Amy S. Choi, the journalist that wrote the article, contacted me a couple months ago for an interview. We had a great conversation and I really liked that she was writing an article that would include some “how to” tips for small businesses. During our conversation, as I described the eight steps of effective business giving that I use in my work, I also mentioned some of the great companies I had interviewed for my book as examples to make my points. Later I sent her several folks contact info, should she choose to get more information.
From my list, Amy chose to also interview Jason Linkow, owner of Metafolics Salon here in Denver. A great choice! The man is so nice and a savvy, businessperson with a lot of integrity. I have written several earlier blog posts about him. I have been checking daily for this article. Today I found it by searching for his name on the BusinessWeek site. (Never though to search on my own…duh!) So there was a great photo of Jason and Amy’s really well done article. And Amy quoted me, as well – several times actually.
“Once you’ve settled on a cause, think about the various nonprofits that support it, and ask which would help you best achieve your business goals. “There is a way to be strategic and get business value out of your giving, and still do it in an authentic way,” says Susan Hyatt, founder of philanthropy consultant Business Nonprofit Connections. Are you trying to raise visibility? In that case, choosing a small organization to which you can become a major benefactor would be a good strategic move. If you’re looking to improve recruitment and retention or to boost morale, canvas employees for their opinions about worthy causes. For those looking to increase sales, it’s worth asking if a nonprofit’s other patrons might be potential clients….A lot of companies don’t know exactly what they’re giving, which is ridiculous,” says Hyatt. “If philanthropy were a business unit, you would know what you were spending to the penny.”

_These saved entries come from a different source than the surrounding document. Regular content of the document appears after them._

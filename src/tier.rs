//! The closed tier set and its fixed properties.
//!
//! Tiers are ordered by priority: smaller numbers sit closer to the CPU and
//! are scanned first on reads. The set is closed — callers route by [`Tier`]
//! value, never by arbitrary strings — but `FromStr` is provided for
//! configuration files and CLI surfaces.

use std::fmt;
use std::str::FromStr;

use serde::{Deserialize, Serialize};

use crate::error::CacheError;

/// A single backend store, one of the closed enumeration.
#[derive(Debug, Clone, Copy, PartialEq, Eq, PartialOrd, Ord, Hash, Serialize, Deserialize)]
#[serde(rename_all = "snake_case")]
pub enum Tier {
    /// Moka in-process cache with per-entry TTL. Fastest tier.
    Memory,
    /// Lock-striped in-process map, sharded by key hash.
    Striped,
    /// Shared-memory segments, one per entry, addressed by numeric id.
    Shm,
    /// `DashMap`-backed map shared across threads.
    Shared,
    /// Bounded scratch cache (`quick_cache`).
    Scratch,
    /// Memory-mapped files, one fixed-size file per entry.
    Mmap,
    /// Redis network KV.
    Redis,
    /// Memcached network KV.
    Memcached,
    /// On-disk cache files.
    File,
}

/// Coarse classification of a tier's substrate.
#[derive(Debug, Clone, Copy, PartialEq, Eq, Serialize, Deserialize)]
#[serde(rename_all = "snake_case")]
pub enum TierKind {
    /// Lives inside this process; non-blocking.
    InProcess,
    /// Shared-memory segments or memory-mapped files.
    SharedMemory,
    /// Remote KV reached over a pooled connection.
    Network,
    /// Plain files on disk.
    OnDisk,
}

impl Tier {
    /// Every tier in priority order (fastest first). This is the
    /// read-scan and promotion ordering.
    pub const ALL: [Tier; 9] = [
        Tier::Memory,
        Tier::Striped,
        Tier::Shm,
        Tier::Shared,
        Tier::Scratch,
        Tier::Mmap,
        Tier::Redis,
        Tier::Memcached,
        Tier::File,
    ];

    /// Position in the hierarchy; unique, smaller = faster.
    #[must_use]
    pub fn priority(self) -> u8 {
        match self {
            Tier::Memory => 10,
            Tier::Striped => 20,
            Tier::Shm => 30,
            Tier::Shared => 40,
            Tier::Scratch => 50,
            Tier::Mmap => 60,
            Tier::Redis => 70,
            Tier::Memcached => 80,
            Tier::File => 90,
        }
    }

    /// Substrate classification.
    #[must_use]
    pub fn kind(self) -> TierKind {
        match self {
            Tier::Memory | Tier::Striped | Tier::Shared | Tier::Scratch => TierKind::InProcess,
            Tier::Shm | Tier::Mmap => TierKind::SharedMemory,
            Tier::Redis | Tier::Memcached => TierKind::Network,
            Tier::File => TierKind::OnDisk,
        }
    }

    /// Whether the substrate expires entries on its own. Tiers without
    /// native TTL store an `expires_at` prefix and are covered by the
    /// expiration sweep.
    #[must_use]
    pub fn supports_native_ttl(self) -> bool {
        !matches!(self, Tier::Shm | Tier::Mmap | Tier::File)
    }

    /// Longest tier-local key the backend accepts.
    #[must_use]
    pub fn max_key_length(self) -> usize {
        match self {
            Tier::Memory | Tier::Striped | Tier::Shared | Tier::Scratch => 1024,
            Tier::Shm | Tier::Mmap | Tier::File => 255,
            Tier::Redis => 512,
            Tier::Memcached => 250,
        }
    }

    /// Whether `c` may appear in a tier-local key for this backend.
    #[must_use]
    pub fn key_char_allowed(self, c: char) -> bool {
        match self {
            Tier::Memory | Tier::Striped | Tier::Shared | Tier::Scratch => true,
            // Stored names are filesystem path components.
            Tier::Shm | Tier::Mmap | Tier::File => {
                c.is_ascii_alphanumeric() || matches!(c, '.' | '_' | ':' | '-')
            }
            Tier::Redis => !c.is_control(),
            // Memcached forbids whitespace and control bytes outright.
            Tier::Memcached => c.is_ascii_graphic(),
        }
    }

    /// Short scope token mixed into tier-local keys so sibling tiers on a
    /// shared substrate never collide.
    #[must_use]
    pub fn scope(self) -> &'static str {
        match self {
            Tier::Memory => "mem",
            Tier::Striped => "striped",
            Tier::Shm => "shm",
            Tier::Shared => "shared",
            Tier::Scratch => "scratch",
            Tier::Mmap => "mmap",
            Tier::Redis => "redis",
            Tier::Memcached => "memcached",
            Tier::File => "file",
        }
    }
}

impl fmt::Display for Tier {
    fn fmt(&self, f: &mut fmt::Formatter<'_>) -> fmt::Result {
        f.write_str(self.scope())
    }
}

impl FromStr for Tier {
    type Err = CacheError;

    fn from_str(s: &str) -> Result<Self, Self::Err> {
        match s.trim().to_ascii_lowercase().as_str() {
            "mem" | "memory" => Ok(Tier::Memory),
            "striped" => Ok(Tier::Striped),
            "shm" => Ok(Tier::Shm),
            "shared" => Ok(Tier::Shared),
            "scratch" => Ok(Tier::Scratch),
            "mmap" => Ok(Tier::Mmap),
            "redis" => Ok(Tier::Redis),
            "memcached" => Ok(Tier::Memcached),
            "file" => Ok(Tier::File),
            other => Err(CacheError::InvalidTier(other.to_string())),
        }
    }
}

Then establish some metrics. That means preparing to track what your employees are doing and how much time they give, and the value of in-kind gifts and pro bono services. If you’re giving cash, ask your organizations to tell you how they spent your money, and consider the payback. Did you gain greater visibility or any new clients? You don’t need to quantify the returns on every dollar spent, but if you don’t keep track of what you’re doing, it’s hard to know the benefits either to you or your cause.
If you’ve chosen an organization you don’t already have a relationship with, start building one by contacting either the development director or the executive director, depending on the size of the nonprofit, says Hyatt. If you know someone on the board, start there. Or, if you want to support a specific program, reach out to the program director. Although the frequency of your contact will vary depending on what kind of support you plan to offer, plan on a minimum of quarterly updates. This will give you a chance to explore future opportunities and evaluate the impact of past giving. “You want to create new opportunities, not show up and deliver a check,” says Hyatt.
It’s important to start small. As your business grows, or shrinks, you can adjust your giving accordingly. Decide where the donations will come from in your budget, whether it’s human resources, public relations, or marketing. Appoint a person in the company to monitor these efforts, making sure that the work is recognized as part of their job duties.
You’ll also want to think about how to celebrate your success. There is a fine line between good marketing and appearing self-serving, and the instinct may be to resist saying anything. But remember, most customers want to do business with companies that do good, says Hyatt.”